There are roughly 300 registered generators on the National Electricity Market - already a complex machine. DER numbers on the grid could expand to 5 million in less than a decade’s time.

There are roughly 300 registered generators on the National Electricity Market - already a complex machine. DER numbers on the grid could expand to 5 million in less than a decade’s time.

As the number of DERs increase, so will the need to effectively manage them as part of the broader electricity system. Electricity retailers, networks and aggregators will aim to harness the collective potential of DERs to address grid related challenges and new market opportunities..

Although the terminology varies, one name for a tool to do this is a distributed energy resource management system (DERMS). There are different architectures being explored but we may generally consider DERMS to be a tool that orchestrates fleets of DERs either directly or as groupings or virtual power plants (VPPs). For example, SwitchDin’s Stormcloud™ platform is a DERMS and VPP solution that manages fleets of DERs through localised Droplet™ controllers (see: How it works).

Complexity is arguably the most important of the challenges covered in our white paper: the greater the complexity, the more difficult security will be for stakeholders to address and manage. The complexity challenge plays out on three levels:

  • Building a VPP,

  • Operating a VPP, and

  • Optimising VPP performance.


1. Building a VPP

Australia already has over 2 million small-scale DERs nationwide, with most of these belonging to households and connected to the National Electricity Market (NEM) - and the number is growing rapidly. To undertake the ambitious task of incorporating even a portion of these DERs into virtual power plants, the first step is to ensure that they are visible and controllable for VPP operators. This requires standardising communications to, from and possibly between DERs, which in turn requires integration of components to speak a ‘common language’ - without which VPP operation will be unwieldy, ineffective, or both.

DERs can be classed as ‘legacy’ system (i.e. existing systems that are not VPP-ready) or ‘greenfield’ systems (which have the option to be VPP-ready from installation). Depending on which category a system falls into, the VPP-building challenges differ.

Legacy systems

With over 2 million solar homes in Australia, there are unprecedented opportunities and challenges.

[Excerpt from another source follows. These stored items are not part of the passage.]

//! Tests for log output.

use crate::support::*;
use predicates::prelude::*;

#[test]
fn test_quiet_by_default() {
    let t = Test::with_manifest(MANIFEST);

    t.cmd()
        .arg("validate")
        .assert()
        .success()
        .stderr(predicate::str::contains("DEBUG").not());
}

#[test]
fn test_verbose_enables_debug_logs() {
    let t = Test::with_manifest(MANIFEST);

    t.cmd()
        .args(["--verbose", "validate"])
        .assert()
        .success()
        .stderr(predicate::str::contains("loading manifest"));
}

#[test]
fn test_log_filter_from_environment() {
    let t = Test::with_manifest(MANIFEST);

    t.cmd()
        .arg("validate")
        .env("CPLN_PROVIDER_LOG", "cpln_provider=debug")
        .assert()
        .success()
        .stderr(predicate::str::contains("manifest loaded"));
}

#[test]
fn test_json_log_format() {
    let t = Test::with_manifest(MANIFEST);

    t.cmd()
        .args(["--verbose", "validate"])
        .env("CPLN_PROVIDER_LOG_FORMAT", "json")
        .assert()
        .success()
        .stderr(
            predicate::str::contains(r#""level":"DEBUG""#)
                .and(predicate::str::contains("loading manifest")),
        );
}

With over 2 million solar homes in Australia, there are unprecedented opportunities and challenges.

Of the 2 million+ households that already have solar, a number will wish to participate in a VPP program - but their existing equipment configuration may not allow for VPP participation. For these legacy systems, the main integration challenges are that they:

  • were installed at different times, in different places, under different standards - and by different companies;

  • use components from different manufacturers, whose communications protocols may be based on public standards or completely proprietary;

  • may include equipment from several separate vendors (each with their own protocols); and

  • may or may not have any monitoring or control functionality built in.

A retrofitted protocol translator and edge computing device (like SwitchDin’s Droplet™ controller) can convert an otherwise complex DER system into a standardised and secure ‘node’. This virtualisation provides VPP operators with insight into the status and capabilities of each legacy DER site, as well as a standard set of controls - unlocking the potential for VPP participation for end users.

Greenfield systems

Empty roofs in a residential development.

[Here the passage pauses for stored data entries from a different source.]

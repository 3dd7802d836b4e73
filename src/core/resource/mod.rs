//! Resource handlers.
//!
//! Each resource type implements [`Resource`]: it maps manifest arguments to
//! API calls and maps API responses back into local state. The apply engine
//! only sees this trait.
//!
//! ## Adding a New Resource
//!
//! 1. Declare its schema in `core::schema`
//! 2. Add a module here with `Args`/`State` types and the CRUD functions
//! 3. Implement `Resource` on a unit struct and wire it into the manifest

use serde::de::DeserializeOwned;
use serde::Serialize;
use serde_json::Value;
use std::collections::BTreeMap;
use std::fmt::Debug;

use crate::core::client::ControlPlane;
use crate::core::schema::ResourceSchema;
use crate::core::types::{Address, Tags};
use crate::error::Result;

pub mod domain_route;
pub mod secret;

pub use domain_route::DomainRouteResource;
pub use secret::SecretResource;

/// A resource type the engine can reconcile.
pub trait Resource {
    /// Manifest table and state type name (e.g., `secret`).
    const TYPE_NAME: &'static str;

    /// Desired configuration as written in the manifest.
    type Args: Serialize + DeserializeOwned + Clone + Debug;

    /// Last known state as recorded in the state file.
    type State: Serialize + DeserializeOwned + Clone + PartialEq + Debug;

    /// Attribute declarations.
    fn schema() -> &'static ResourceSchema;

    /// Address of the desired resource. Embeds every force-new attribute, so a
    /// change to one of them yields a different address.
    fn address(args: &Self::Args) -> Address;

    /// Address of an applied resource.
    fn state_address(state: &Self::State) -> Address;

    /// Whether moving from `prior` to `args` needs delete + create even though
    /// the address is unchanged.
    fn requires_replace(_prior: &Self::State, _args: &Self::Args) -> bool {
        false
    }

    fn create(api: &dyn ControlPlane, args: &Self::Args) -> Result<Self::State>;

    /// Re-read the remote object. `Ok(None)` means it no longer exists.
    fn read(api: &dyn ControlPlane, state: &Self::State) -> Result<Option<Self::State>>;

    /// Submit what changed between `prior` and `args`. Returns `prior`
    /// unchanged, without calling the API, when nothing changed.
    fn update(api: &dyn ControlPlane, prior: &Self::State, args: &Self::Args)
        -> Result<Self::State>;

    fn delete(api: &dyn ControlPlane, state: &Self::State) -> Result<()>;

    /// Minimal state for an import id, to be completed by [`Resource::read`].
    fn import(id: &str) -> Result<Self::State>;
}

/// Description sent to the API: an empty description defaults to the name.
pub fn description_helper(name: &str, description: &str) -> String {
    if description.is_empty() {
        name.to_string()
    } else {
        description.to_string()
    }
}

/// Whether the description needs to be submitted.
///
/// An empty configured description is equivalent to a stored description
/// equal to the name, since that is what the API stores for it.
pub fn description_changed(prior: Option<&str>, desired: Option<&str>, name: &str) -> bool {
    let prior = prior.unwrap_or_default();
    let desired = desired.unwrap_or_default();

    if desired.is_empty() && prior == name {
        return false;
    }

    prior != desired
}

/// Tag patch moving `prior` to `desired`: removed keys are set to `null`.
pub fn tag_changes(prior: &Tags, desired: &Tags) -> BTreeMap<String, Value> {
    let mut changes: BTreeMap<String, Value> = prior
        .keys()
        .filter(|k| !desired.contains_key(*k))
        .map(|k| (k.clone(), Value::Null))
        .collect();

    for (k, v) in desired {
        changes.insert(k.clone(), Value::String(v.clone()));
    }

    changes
}

/// Tags as the API expects them on create.
pub fn tags_value(tags: &Tags) -> BTreeMap<String, Value> {
    tags.iter()
        .map(|(k, v)| (k.clone(), Value::String(v.clone())))
        .collect()
}

/// Whether two JSON documents held as strings are equivalent.
///
/// Both sides must parse for a structural comparison; otherwise the raw
/// strings are compared.
pub fn json_equivalent(a: &str, b: &str) -> bool {
    if !a.is_empty() && !b.is_empty() {
        if let (Ok(x), Ok(y)) = (
            serde_json::from_str::<Value>(a),
            serde_json::from_str::<Value>(b),
        ) {
            return x == y;
        }
    }
    a == b
}

/// `Some(value)` unless the value is empty.
pub(crate) fn non_empty(value: Option<&str>) -> Option<String> {
    value.filter(|v| !v.is_empty()).map(str::to_string)
}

Empty roofs in a residential development.

As for greenfield DERs installed after the advent of the VPP era, the main complexity-related challenge involves consumer choice in a competitive market. While an increasing number of battery manufacturers market their equipment as VPP-ready, this may result in ‘vendor lock-in’ - restricted flexibility in choice for both a) equipment and equipment combinations, as well as b) VPP program selection (e.g. which energy companies work with which equipment brands).

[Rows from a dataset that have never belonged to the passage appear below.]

//! Tests for the validate command.

use crate::support::*;

#[test]
fn test_validate_accepts_manifest() {
    let t = Test::with_manifest(MANIFEST);

    let output = t.validate();
    assert_success(&output);
    assert!(stdout(&output).contains("cpln.toml is valid (2 resources)"));
}

#[test]
fn test_validate_reports_every_problem() {
    let t = Test::with_manifest(INVALID_MANIFEST);

    let output = t.validate();
    assert_failure(&output);
    let err = stderr(&output);
    assert!(err.contains("secret[0].name"), "got: {}", err);
    assert!(err.contains("exactly one of"), "got: {}", err);
    assert!(err.contains("problem(s) found"), "got: {}", err);
}

#[test]
fn test_validate_missing_manifest_hints() {
    let t = Test::new();

    let output = t.validate();
    assert_failure(&output);
    assert_stderr_contains(&output, "manifest not found");
    assert_stderr_contains(&output, "pass -f <path>");
}

#[test]
fn test_validate_custom_manifest_path() {
    let t = Test::new();
    std::fs::write(t.dir.path().join("routes.toml"), MANIFEST).unwrap();

    let output = t
        .cmd()
        .args(["validate", "-f", "routes.toml"])
        .output()
        .unwrap();
    assert_success(&output);
    assert!(stdout(&output).contains("routes.toml is valid"));
}

#[test]
fn test_validate_rejects_unknown_table() {
    let t = Test::with_manifest("[[workload]]\nname = \"api\"\n");

    let output = t.validate();
    assert_failure(&output);
    assert_stderr_contains(&output, "failed to parse manifest");
}

#[test]
fn test_validate_flags_duplicate_addresses() {
    let t = Test::with_manifest(
        r#"
[[secret]]
name = "db"
opaque = { payload = "a" }

[[secret]]
name = "db"
opaque = { payload = "b" }
"#,
    );

    let output = t.validate();
    assert_failure(&output);
    assert_stderr_contains(&output, "duplicate resource");
}

#[test]
fn test_validate_flags_unsupported_attribute() {
    let t = Test::with_manifest(
        r#"
[[domain_route]]
domain_link = "/org/acme/domain/example.com"
prefix = "/api"
workload_link = "/org/acme/gvc/main/workload/api"
weight = 10
"#,
    );

    let output = t.validate();
    assert_failure(&output);
    assert_stderr_contains(&output, "domain_route[0].weight: unsupported attribute");
}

For end customers and DER installers (mainly solar installation companies) who want flexibility and aim for price-competitiveness in their product selection, this could mean selecting a system that is not VPP-ready - a missed opportunity for both the customer as well as the electricity system more broadly. Similarly, for energy companies looking to enrol customers in VPP programs, lack of equipment choice could be a barrier to participation. The recent “Power of Choice” reforms have driven improved customer choice for retail electricity and it is important that VPP choice will be similarly supported. A vendor-agnostic edge computing solution like SwitchDin’s will help to ensure that any system can be VPP-ready, regardless of configuration or products used, and SwitchDin’s upstream cloud services support easy transition between energy companies.

 

Incorporating heterogeneous equipment

Example of complexity in a single system: SwitchDin customer Jeff Knowles’ home includes a mix of batteries & inverters, managed by a SwitchDin Droplet controller.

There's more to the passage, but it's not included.